[PROBLEM TO SOLVE]
Please return, with no alterations, the lines below from the very first through the one that contains "raw JSON (first".

[SOURCE MATERIAL]

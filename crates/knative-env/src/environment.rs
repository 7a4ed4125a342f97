//! The service registry: an ordered, load-once collection of
//! [`ServiceDefinition`]s.
//!
//! An [`Environment`] is built once from a descriptor (inline JSON or a
//! resource reference) and never mutated afterwards, so concurrent lookups
//! need no synchronisation.

use std::path::{Path, PathBuf};

use serde::{Deserialize, Serialize};
use tracing::debug;

use crate::definition::{ServiceDefinition, ServiceType};
use crate::error::EnvironmentError;
use crate::Result;

/// Resource prefix resolved against the filesystem.
pub const FILE_PREFIX: &str = "file:";
/// Resource prefix resolved against the configured resource root.
pub const CLASSPATH_PREFIX: &str = "classpath:";

/// Immutable registry of service definitions.
#[derive(Debug, Clone, Default, PartialEq, Eq, Serialize, Deserialize)]
#[serde(transparent)]
pub struct Environment {
    services: Vec<ServiceDefinition>,
}

impl Environment {
    /// Build an environment from already-constructed definitions.
    ///
    /// Order is preserved; on duplicate `(kind, name)` pairs the first entry wins.
    pub fn new(services: Vec<ServiceDefinition>) -> Self {
        Self { services }
    }

    /// Load an environment from a reference.
    ///
    /// The reference is one of:
    /// - raw JSON (first non-blank character is `[`)
    /// - `classpath:<path>`, resolved under `root`
    /// - `file:<path>` or a bare filesystem path
    pub fn load(reference: &str, root: &Path) -> Result<Self> {
        if reference.trim_start().starts_with('[') {
            Self::load_from_serialized_string(reference)
        } else {
            Self::load_from_resource(reference, root)
        }
    }

    /// Load an environment from a `file:`/`classpath:` resource or plain path.
    pub fn load_from_resource(reference: &str, root: &Path) -> Result<Self> {
        let path = resource_path(reference, root);
        let content = std::fs::read_to_string(&path).map_err(|e| {
            EnvironmentError::config(format!(
                "unable to read Knative environment from {}: {e}",
                path.display()
            ))
        })?;
        let env = Self::load_from_serialized_string(&content)?;
        debug!(path = %path.display(), services = env.len(), "loaded Knative environment");
        Ok(env)
    }

    /// Parse an environment from a serialized JSON array of service objects.
    pub fn load_from_serialized_string(json: &str) -> Result<Self> {
        let services: Vec<ServiceDefinition> = serde_json::from_str(json).map_err(|e| {
            EnvironmentError::config(format!("unable to parse Knative environment: {e}"))
        })?;
        if let Some(idx) = services.iter().position(|s| s.name().is_empty()) {
            return Err(EnvironmentError::config(format!(
                "service at index {idx} has an empty name"
            )));
        }
        Ok(Self::new(services))
    }

    /// Iterate over all definitions in declaration order.
    pub fn services(&self) -> impl Iterator<Item = &ServiceDefinition> {
        self.services.iter()
    }

    pub fn len(&self) -> usize {
        self.services.len()
    }

    pub fn is_empty(&self) -> bool {
        self.services.is_empty()
    }

    /// Exact lookup, no defaulting.
    pub fn lookup(&self, kind: ServiceType, name: &str) -> Option<&ServiceDefinition> {
        self.services.iter().find(|s| s.matches(kind, name))
    }

    /// Exact lookup, falling back to a synthesized definition.
    ///
    /// Never fails: undeclared names resolve to the conventional default
    /// (see [`ServiceDefinition::synthesized`]).
    pub fn lookup_or_default(&self, kind: ServiceType, name: &str) -> ServiceDefinition {
        match self.lookup(kind, name) {
            Some(def) => def.clone(),
            None => {
                debug!(kind = %kind, name = %name, "service not declared, using defaults");
                ServiceDefinition::synthesized(kind, name)
            }
        }
    }

    /// Exact lookup that fails with [`EnvironmentError::NotFound`] when absent.
    pub fn mandatory_lookup(&self, kind: ServiceType, name: &str) -> Result<&ServiceDefinition> {
        self.lookup(kind, name).ok_or_else(|| EnvironmentError::NotFound {
            name: name.to_string(),
            kind: kind.to_string(),
        })
    }
}

fn resource_path(reference: &str, root: &Path) -> PathBuf {
    if let Some(rest) = reference.strip_prefix(CLASSPATH_PREFIX) {
        root.join(rest.trim_start_matches('/'))
    } else if let Some(rest) = reference.strip_prefix(FILE_PREFIX) {
        PathBuf::from(rest)
    } else {
        PathBuf::from(reference)
    }
}

#[cfg(test)]
mod tests {
    use super::*;
    use crate::definition::Protocol;
    use std::collections::BTreeMap;

    fn sample() -> Environment {
        Environment::new(vec![
            ServiceDefinition::new(
                ServiceType::Channel,
                Protocol::Http,
                "c1",
                "",
                -1,
                BTreeMap::new(),
            ),
            ServiceDefinition::new(
                ServiceType::Endpoint,
                Protocol::Http,
                "e1",
                "e1.svc",
                8080,
                BTreeMap::new(),
            ),
        ])
    }

    #[test]
    fn test_lookup_is_kind_scoped() {
        let env = sample();
        assert!(env.lookup(ServiceType::Channel, "c1").is_some());
        assert!(env.lookup(ServiceType::Channel, "e1").is_none());
        assert!(env.lookup(ServiceType::Endpoint, "e1").is_some());
        assert!(env.lookup(ServiceType::Endpoint, "c1").is_none());
    }

    #[test]
    fn test_lookup_or_default_prefers_declared() {
        let env = sample();
        let def = env.lookup_or_default(ServiceType::Endpoint, "e1");
        assert_eq!(def.host(), "e1.svc");
        assert_eq!(def.port(), 8080);
    }

    #[test]
    fn test_lookup_or_default_synthesizes() {
        let env = Environment::default();
        let ch = env.lookup_or_default(ServiceType::Channel, "myChannel");
        assert_eq!(ch.name(), "myChannel-channel");
        assert_eq!(ch.host(), "");
        assert_eq!(ch.port(), -1);

        let ep = env.lookup_or_default(ServiceType::Endpoint, "myEndpoint");
        assert_eq!(ep.name(), "myEndpoint");
        assert_eq!(ep.protocol(), &Protocol::Http);
    }

    #[test]
    fn test_mandatory_lookup_messages() {
        let env = sample();
        let err = env
            .mandatory_lookup(ServiceType::Endpoint, "unknown")
            .unwrap_err();
        assert_eq!(
            err.to_string(),
            "Unable to find the service \"unknown\" with type \"endpoint\""
        );
        let err = env
            .mandatory_lookup(ServiceType::Channel, "unknown")
            .unwrap_err();
        assert_eq!(
            err.to_string(),
            "Unable to find the service \"unknown\" with type \"channel\""
        );
    }

    #[test]
    fn test_duplicates_first_match_wins() {
        let first = ServiceDefinition::new(
            ServiceType::Endpoint,
            Protocol::Http,
            "dup",
            "first",
            -1,
            BTreeMap::new(),
        );
        let second = ServiceDefinition::new(
            ServiceType::Endpoint,
            Protocol::Http,
            "dup",
            "second",
            -1,
            BTreeMap::new(),
        );
        let env = Environment::new(vec![first, second]);
        assert_eq!(env.lookup(ServiceType::Endpoint, "dup").unwrap().host(), "first");
    }

    #[test]
    fn test_parse_rejects_wrong_shape() {
        assert!(Environment::load_from_serialized_string(r#"{"services": []}"#).is_err());
        assert!(Environment::load_from_serialized_string(r#"[1, 2]"#).is_err());
        assert!(Environment::load_from_serialized_string("not json").is_err());
    }

    #[test]
    fn test_resource_path_prefixes() {
        let root = Path::new("/opt/app");
        assert_eq!(
            resource_path("classpath:/environment.json", root),
            PathBuf::from("/opt/app/environment.json")
        );
        assert_eq!(
            resource_path("file:/etc/knative.json", root),
            PathBuf::from("/etc/knative.json")
        );
        assert_eq!(
            resource_path("conf/env.json", root),
            PathBuf::from("conf/env.json")
        );
    }
}
impl Transport for FailingStart {
    fn endpoint(&self, uri: &PhysicalUri) -> KnativeResult<Arc<dyn PhysicalEndpoint>> {
        Ok(Arc::new(FailingEndpoint {
            inner: self.inner.endpoint(uri)?,
            fail: uri.port() == self.failing_port,
        }))
    }
}

struct FailingEndpoint {
    inner: Arc<dyn PhysicalEndpoint>,
    fail: bool,
}

#[async_trait]
impl PhysicalEndpoint for FailingEndpoint {
    fn uri(&self) -> &PhysicalUri {
        self.inner.uri()
    }

    async fn start(&self) -> KnativeResult<()> {
        if self.fail {
            return Err(KnativeError::Transport("boom".to_string()));
        }
        self.inner.start().await
    }

    async fn stop(&self) -> KnativeResult<()> {
        self.inner.stop().await
    }

    fn create_producer(&self) -> KnativeResult<Arc<dyn Processor>> {
        self.inner.create_producer()
    }

    fn create_consumer(&self, processor: Arc<dyn Processor>) -> KnativeResult<Box<dyn Consumer>> {
        self.inner.create_consumer(processor)
    }
}

/// Test: a failed component start stops the endpoints it already started
#[tokio::test]
async fn test_failed_start_releases_started_endpoints() {
    let memory = MemoryTransport::new();
    let transport = FailingStart {
        inner: memory.clone(),
        failing_port: 9102,
    };
    let conf = KnativeConfiguration::default().with_environment(Environment::new(vec![
        endpoint_def("a", "localhost", 9101, &[]),
        endpoint_def("b", "localhost", 9102, &[]),
        endpoint_def("c", "localhost", 9103, &[]),
    ]));
    let component = KnativeComponent::new(conf, Arc::new(transport));
    for name in ["a", "b", "c"] {
        component.endpoint(&format!("knative:endpoint/{name}")).unwrap();
    }

    let err = component.start().await.unwrap_err();
    assert_eq!(err, KnativeError::Transport("boom".to_string()));
    assert_eq!(memory.started_endpoints(), 0);
}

[OUTPUT OF THE EXERCISE]
filename crates/knative-env/src/environment.rs
repository 7a4ed4125a342f97
//! The service registry: an ordered, load-once collection of
//! [`ServiceDefinition`]s.
//!
//! An [`Environment`] is built once from a descriptor (inline JSON or a
//! resource reference) and never mutated afterwards, so concurrent lookups
//! need no synchronisation.

use std::path::{Path, PathBuf};

use serde::{Deserialize, Serialize};
use tracing::debug;

use crate::definition::{ServiceDefinition, ServiceType};
use crate::error::EnvironmentError;
use crate::Result;

/// Resource prefix resolved against the filesystem.
pub const FILE_PREFIX: &str = "file:";
/// Resource prefix resolved against the configured resource root.
pub const CLASSPATH_PREFIX: &str = "classpath:";

/// Immutable registry of service definitions.
#[derive(Debug, Clone, Default, PartialEq, Eq, Serialize, Deserialize)]
#[serde(transparent)]
pub struct Environment {
    services: Vec<ServiceDefinition>,
}

impl Environment {
    /// Build an environment from already-constructed definitions.
    ///
    /// Order is preserved; on duplicate `(kind, name)` pairs the first entry wins.
    pub fn new(services: Vec<ServiceDefinition>) -> Self {
        Self { services }
    }

    /// Load an environment from a reference.
    ///
    /// The reference is one of:
    /// - raw JSON (first non-blank character is `[`)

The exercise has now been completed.